### DATA RECORDS
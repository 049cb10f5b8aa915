//! # Event Publisher
//!
//! Defines the publishing side of the event bus.

use crate::events::{EventFilter, LedgerEvent};
use crate::subscriber::Subscription;
use crate::DEFAULT_CHANNEL_CAPACITY;
use std::sync::atomic::{AtomicU64, Ordering};
use tokio::sync::broadcast;
use tracing::debug;

/// Trait for publishing events to the bus.
///
/// Called from inside synchronous ledger operations, so implementations must
/// not block.
pub trait EventPublisher: Send + Sync {
    /// Publish an event. Returns the number of subscribers it reached.
    fn publish(&self, event: LedgerEvent) -> usize;

    /// Get the total number of events published.
    fn events_published(&self) -> u64;
}

/// Publisher that discards everything.
#[derive(Debug, Default)]
pub struct NoopPublisher;

impl EventPublisher for NoopPublisher {
    fn publish(&self, _event: LedgerEvent) -> usize {
        0
    }

    fn events_published(&self) -> u64 {
        0
    }
}

/// In-memory implementation of the event bus.
///
/// Uses `tokio::sync::broadcast`: every subscriber reads from a ring of
/// `capacity` events, and a subscriber that falls behind skips the oldest.
pub struct InMemoryEventBus {
    sender: broadcast::Sender<LedgerEvent>,

    /// Total events published.
    events_published: AtomicU64,

    capacity: usize,
}

impl InMemoryEventBus {
    /// Create a new in-memory event bus with default capacity.
    #[must_use]
    pub fn new() -> Self {
        Self::with_capacity(DEFAULT_CHANNEL_CAPACITY)
    }

    /// Create a new in-memory event bus with specified capacity.
    ///
    /// A capacity of zero is raised to one.
    #[must_use]
    pub fn with_capacity(capacity: usize) -> Self {
        let capacity = capacity.max(1);
        let (sender, _) = broadcast::channel(capacity);
        Self {
            sender,
            events_published: AtomicU64::new(0),
            capacity,
        }
    }

    /// Subscribe to events matching a filter.
    ///
    /// Only events published after this call are delivered.
    #[must_use]
    pub fn subscribe(&self, filter: EventFilter) -> Subscription {
        debug!(topics = ?filter.topics, "New subscription created");
        Subscription::new(self.sender.subscribe(), filter)
    }

    /// Get the number of active subscribers.
    #[must_use]
    pub fn subscriber_count(&self) -> usize {
        self.sender.receiver_count()
    }

    /// Get the channel capacity.
    #[must_use]
    pub fn capacity(&self) -> usize {
        self.capacity
    }
}

impl Default for InMemoryEventBus {
    fn default() -> Self {
        Self::new()
    }
}

impl EventPublisher for InMemoryEventBus {
    fn publish(&self, event: LedgerEvent) -> usize {
        let topic = event.topic();

        // Always increment counter (event was attempted)
        self.events_published.fetch_add(1, Ordering::Relaxed);

        match self.sender.send(event) {
            Ok(receiver_count) => {
                debug!(topic = ?topic, receivers = receiver_count, "Event published");
                receiver_count
            }
            Err(_) => {
                debug!(topic = ?topic, "Event dropped (no receivers)");
                0
            }
        }
    }

    fn events_published(&self) -> u64 {
        self.events_published.load(Ordering::Relaxed)
    }
}
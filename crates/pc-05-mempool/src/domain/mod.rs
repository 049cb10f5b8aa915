//! Domain layer for the Mempool subsystem

mod config;
mod errors;
mod pool;
mod value_objects;

pub use config::*;
pub use errors::*;
pub use pool::*;
pub use value_objects::*;
//! # Producer Flows
//!
//! Producer, ledger, mempool and event bus wired together the way a node
//! would run them.

#[cfg(test)]
mod tests {
    use crate::fixtures::{
        create_ledger, extend_chain, init_test_logging, next_block, transaction, BLOCK_INTERVAL_MS,
    };
    use pc_01_authority::Authority;
    use pc_02_block::Block;
    use pc_04_ledger::Ledger;
    use pc_05_mempool::{Mempool, MempoolConfig};
    use pc_06_block_production::{BlockProducer, ProducerConfig, ProductionOutcome};
    use shared_bus::{EventFilter, EventTopic, InMemoryEventBus, LedgerEvent};
    use shared_types::{ManualTimeSource, ValidatorStatus};
    use std::collections::HashSet;
    use std::sync::Arc;
    use std::time::Duration;
    use tokio::sync::watch;
    use tokio::time::timeout;

    struct Node {
        ledger: Arc<Ledger>,
        mempool: Arc<Mempool>,
        producer: Arc<BlockProducer>,
        clock: Arc<ManualTimeSource>,
        bus: Arc<InMemoryEventBus>,
    }

    fn create_node(validators: &[Arc<Authority>]) -> Node {
        init_test_logging();
        let bus = Arc::new(InMemoryEventBus::new());
        let (ledger, clock) = create_ledger(&validators[0]);
        let ledger = Arc::new(ledger.with_event_publisher(bus.clone()));
        for validator in &validators[1..] {
            ledger.add_validator(Arc::clone(validator)).unwrap();
        }

        let mempool = Arc::new(Mempool::new(MempoolConfig::default()));
        let producer = Arc::new(BlockProducer::new(
            Arc::clone(&ledger),
            Arc::clone(&mempool),
            ProducerConfig::for_testing(),
        ));
        for validator in validators {
            producer.register_signer(Arc::clone(validator)).unwrap();
        }

        Node {
            ledger,
            mempool,
            producer,
            clock,
            bus,
        }
    }

    #[test]
    fn test_round_robin_fairness() {
        let validators: Vec<_> = (0..4).map(|_| Arc::new(Authority::generate())).collect();
        let node = create_node(&validators);

        let mut producers = HashSet::new();
        for _ in 0..validators.len() {
            node.clock.advance(BLOCK_INTERVAL_MS);
            match node.producer.produce_once().unwrap() {
                ProductionOutcome::Produced { .. } => {}
                other => panic!("expected a block, got {other:?}"),
            }
            producers.insert(*node.ledger.latest_block().validator_address());
        }

        assert_eq!(producers.len(), validators.len());
        assert!(node.ledger.is_valid());
    }

    #[test]
    fn test_producer_drains_mempool_across_blocks() {
        let v1 = Arc::new(Authority::generate());
        let node = create_node(&[Arc::clone(&v1)]);

        // Each block fits four of these.
        for sender in 0..10u8 {
            node.mempool
                .add(transaction(sender, 0, sender as u64 + 1, 250_000))
                .unwrap();
        }

        let mut included = Vec::new();
        while !node.mempool.is_empty() {
            node.clock.advance(BLOCK_INTERVAL_MS);
            match node.producer.produce_once().unwrap() {
                ProductionOutcome::Produced { transactions, .. } => included.push(transactions),
                other => panic!("expected a block, got {other:?}"),
            }
        }

        assert_eq!(included, vec![4, 4, 2]);
        let first = node.ledger.block_by_height(1).unwrap();
        assert_eq!(first.transactions()[0].gas_price.as_u64(), 10);
        assert_eq!(first.gas_used(), 1_000_000);
        assert!(node.ledger.is_valid());
    }

    #[test]
    fn test_events_follow_chain() {
        let v1 = Arc::new(Authority::generate());
        let v2 = Arc::new(Authority::generate());
        let node = create_node(&[Arc::clone(&v1)]);
        let mut blocks = node.bus.subscribe(EventFilter::topics(vec![EventTopic::Blocks]));
        let mut v2_events = node.bus.subscribe(EventFilter::for_validators(vec![*v2.address()]));

        node.ledger.add_validator(Arc::clone(&v2)).unwrap();
        extend_chain(
            &node.ledger,
            &node.clock,
            &[Arc::clone(&v1), Arc::clone(&v2)],
            4,
        );
        node.ledger.remove_validator(v2.address()).unwrap();

        let appended: Vec<u64> = blocks
            .drain()
            .into_iter()
            .filter_map(|event| match event {
                LedgerEvent::BlockAppended { height, .. } => Some(height),
                _ => None,
            })
            .collect();
        assert_eq!(appended, vec![1, 2, 3, 4]);

        let v2_log = v2_events.drain();
        assert!(matches!(v2_log.first(), Some(LedgerEvent::ValidatorAdded { .. })));
        assert!(matches!(v2_log.last(), Some(LedgerEvent::ValidatorRemoved { .. })));
        let v2_blocks = v2_log
            .iter()
            .filter(|event| matches!(event, LedgerEvent::BlockAppended { .. }))
            .count();
        assert_eq!(v2_blocks, 2);

        // Retired producer still audits.
        assert!(node.ledger.is_valid());
    }

    #[test]
    fn test_penalized_validator_is_skipped_and_reinstated() {
        let v1 = Arc::new(Authority::generate());
        let v2 = Arc::new(Authority::generate());
        let node = create_node(&[Arc::clone(&v1)]);
        node.ledger.add_validator(Arc::clone(&v2)).unwrap();
        let mut status_events =
            node.bus.subscribe(EventFilter::topics(vec![EventTopic::Validators]));

        let timeout_ms = node.producer.config().validator_timeout_ms;
        let max_misses = node.ledger.scheduler().config().max_consecutive_misses;
        for _ in 0..max_misses {
            node.clock.advance(BLOCK_INTERVAL_MS);
            node.producer.produce_once().unwrap();
            node.clock.advance(BLOCK_INTERVAL_MS + timeout_ms);
            assert!(matches!(
                node.producer.produce_once().unwrap(),
                ProductionOutcome::MissRecorded { .. }
            ));
        }
        assert_eq!(v2.status(), ValidatorStatus::Penalized);
        assert!(matches!(
            status_events.try_recv(),
            Ok(Some(LedgerEvent::ValidatorStatusChanged {
                to: ValidatorStatus::Penalized,
                ..
            }))
        ));

        // Turn passes over the penalized holder without waiting for the timeout.
        node.clock.advance(BLOCK_INTERVAL_MS);
        node.producer.produce_once().unwrap();
        node.clock.advance(BLOCK_INTERVAL_MS);
        assert!(matches!(
            node.producer.produce_once().unwrap(),
            ProductionOutcome::MissRecorded { .. }
        ));

        let transition = node
            .ledger
            .scheduler()
            .reinstate_validator(v2.address())
            .unwrap()
            .unwrap();
        assert_eq!(transition.to, ValidatorStatus::Active);
        assert!(v2.is_active());
    }

    #[test]
    fn test_tampered_copy_fails_audit() {
        let v1 = Arc::new(Authority::generate());
        let (ledger, clock) = create_ledger(&v1);
        extend_chain(&ledger, &clock, &[Arc::clone(&v1)], 5);

        let mut blocks = ledger.blocks();
        let (header, txs, _) = (*blocks[3]).clone().into_parts();
        let mut forged = Block::from_parts(header, txs, None).unwrap();
        forged.sign(&Authority::generate()).unwrap();
        blocks[3] = Arc::new(forged);

        assert!(ledger.audit_blocks(&blocks).is_err());
        assert!(ledger.is_valid());
    }

    #[test]
    fn test_concurrent_submitters_while_producing() {
        let v1 = Arc::new(Authority::generate());
        let node = create_node(&[Arc::clone(&v1)]);

        let submitters: Vec<_> = (0..4u8)
            .map(|sender| {
                let mempool = Arc::clone(&node.mempool);
                std::thread::spawn(move || {
                    for nonce in 0..25 {
                        mempool
                            .add(transaction(sender, nonce, 1 + nonce, 21_000))
                            .unwrap();
                    }
                })
            })
            .collect();

        for _ in 0..10 {
            node.clock.advance(BLOCK_INTERVAL_MS);
            node.producer.produce_once().unwrap();
        }
        for handle in submitters {
            handle.join().unwrap();
        }
        while !node.mempool.is_empty() {
            node.clock.advance(BLOCK_INTERVAL_MS);
            node.producer.produce_once().unwrap();
        }

        let total: usize = node
            .ledger
            .blocks()
            .iter()
            .map(|block| block.transactions().len())
            .sum();
        assert_eq!(total, 100);
        assert!(node.ledger.is_valid());
    }

    #[tokio::test]
    async fn test_run_loop_produces_and_publishes() {
        let v1 = Arc::new(Authority::generate());
        let node = create_node(&[Arc::clone(&v1)]);
        let mut blocks = node.bus.subscribe(EventFilter::topics(vec![EventTopic::Blocks]));
        node.mempool.add(transaction(1, 0, 10, 21_000)).unwrap();
        node.clock.advance(BLOCK_INTERVAL_MS);

        let (shutdown_tx, shutdown_rx) = watch::channel(false);
        let producer = Arc::clone(&node.producer);
        let handle = tokio::spawn(async move { producer.run(shutdown_rx).await });

        let event = timeout(Duration::from_secs(5), blocks.recv())
            .await
            .expect("block event")
            .expect("bus open");
        assert!(matches!(
            event,
            LedgerEvent::BlockAppended {
                height: 1,
                transaction_count: 1,
                ..
            }
        ));

        shutdown_tx.send(true).unwrap();
        timeout(Duration::from_secs(5), handle)
            .await
            .expect("producer stops")
            .unwrap();
        assert!(node.mempool.is_empty());
    }

    #[test]
    fn test_manual_block_and_producer_interleave() {
        let v1 = Arc::new(Authority::generate());
        let node = create_node(&[Arc::clone(&v1)]);

        let now = node.clock.advance(BLOCK_INTERVAL_MS);
        node.ledger
            .append_block(next_block(&node.ledger, &v1, now))
            .unwrap();

        assert!(matches!(
            node.producer.produce_once().unwrap(),
            ProductionOutcome::Waiting { .. }
        ));
        node.clock.advance(BLOCK_INTERVAL_MS);
        assert!(matches!(
            node.producer.produce_once().unwrap(),
            ProductionOutcome::Produced { height: 2, .. }
        ));
    }
}
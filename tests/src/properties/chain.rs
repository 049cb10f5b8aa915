//! Chain, block and signature properties.

#[cfg(test)]
mod tests {
    use crate::fixtures::{create_ledger, extend_chain, next_block, transaction, BLOCK_INTERVAL_MS};
    use pc_01_authority::Authority;
    use pc_02_block::Block;
    use proptest::prelude::*;
    use std::sync::{Arc, OnceLock};

    /// Key generation dominates case time; share a small validator pool.
    fn validator_pool() -> &'static [Arc<Authority>] {
        static POOL: OnceLock<Vec<Arc<Authority>>> = OnceLock::new();
        POOL.get_or_init(|| {
            (1..=4u8)
                .map(|i| Arc::new(Authority::new(Some([i; 32])).expect("valid key")))
                .collect()
        })
    }

    proptest! {
        #![proptest_config(ProptestConfig { cases: 24, failure_persistence: None, .. ProptestConfig::default() })]

        #[test]
        fn prop_flipped_prev_hash_bit_fails_audit(
            validator_count in 1usize..=4,
            length in 1usize..8,
            target in any::<prop::sample::Index>(),
            bit in 0usize..256,
        ) {
            // Fresh authorities: the pool's health counters are shared across cases.
            let validators: Vec<_> = (0..validator_count)
                .map(|_| Arc::new(Authority::generate()))
                .collect();
            let (ledger, clock) = create_ledger(&validators[0]);
            for v in &validators[1..] {
                ledger.add_validator(Arc::clone(v)).unwrap();
            }
            extend_chain(&ledger, &clock, &validators, length);
            prop_assert!(ledger.is_valid());

            let mut blocks = ledger.blocks();
            let index = 1 + target.index(length);
            let (mut header, txs, signature) = (*blocks[index]).clone().into_parts();
            header.prev_hash[bit / 8] ^= 1 << (bit % 8);
            blocks[index] = Arc::new(Block::from_parts(header, txs, signature).unwrap());

            prop_assert!(ledger.audit_blocks(&blocks).is_err());
        }

        #[test]
        fn prop_signature_binds_message(
            signer in 0usize..4,
            m in prop::collection::vec(any::<u8>(), 0..64),
            other in prop::collection::vec(any::<u8>(), 0..64),
        ) {
            let authority = &validator_pool()[signer];
            let signature = authority.sign(&m).unwrap();
            prop_assert!(authority.verify(&m, &signature));
            if other != m {
                prop_assert!(!authority.verify(&other, &signature));
            }
        }

        #[test]
        fn prop_add_transaction_changes_hash(
            prices in prop::collection::vec(1u64..1_000, 1..6),
        ) {
            let authority = &validator_pool()[0];
            let v1 = Arc::clone(authority);
            let (ledger, clock) = create_ledger(&v1);
            let mut block = next_block(&ledger, &v1, clock.advance(BLOCK_INTERVAL_MS));

            for (nonce, price) in prices.into_iter().enumerate() {
                let before = block.hash();
                block.add_transaction(transaction(7, nonce as u64, price, 21_000)).unwrap();
                prop_assert_ne!(block.hash(), before);
            }
        }
    }
}
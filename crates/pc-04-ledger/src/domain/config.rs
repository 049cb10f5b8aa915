//! Ledger configuration

use pc_03_consensus::ConsensusConfig;
use serde::Deserialize;

/// Configuration for the ledger and the scheduler it owns
#[derive(Clone, Debug, PartialEq, Eq, Deserialize)]
#[serde(default)]
pub struct LedgerConfig {
    /// Gas limit of the genesis block and the default for produced blocks
    pub block_gas_limit: u64,
    pub consensus: ConsensusConfig,
}

impl Default for LedgerConfig {
    fn default() -> Self {
        Self {
            block_gas_limit: 8_000_000,
            consensus: ConsensusConfig::default(),
        }
    }
}

impl LedgerConfig {
    pub fn for_testing() -> Self {
        Self {
            block_gas_limit: 1_000_000,
            consensus: ConsensusConfig::for_testing(),
        }
    }
}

### EXERCISE PROMPT
Repeat the records above line by line, from the first line through the line that contains "of events published.".

### FINISHED EXERCISE
repository 049cb10f5b8aa915
//! # Event Publisher
//!
//! Defines the publishing side of the event bus.

use crate::events::{EventFilter, LedgerEvent};
use crate::subscriber::Subscription;
use crate::DEFAULT_CHANNEL_CAPACITY;
use std::sync::atomic::{AtomicU64, Ordering};
use tokio::sync::broadcast;
use tracing::debug;

/// Trait for publishing events to the bus.
///
/// Called from inside synchronous ledger operations, so implementations must
/// not block.
pub trait EventPublisher: Send + Sync {
    /// Publish an event. Returns the number of subscribers it reached.
    fn publish(&self, event: LedgerEvent) -> usize;

    /// Get the total number of events published.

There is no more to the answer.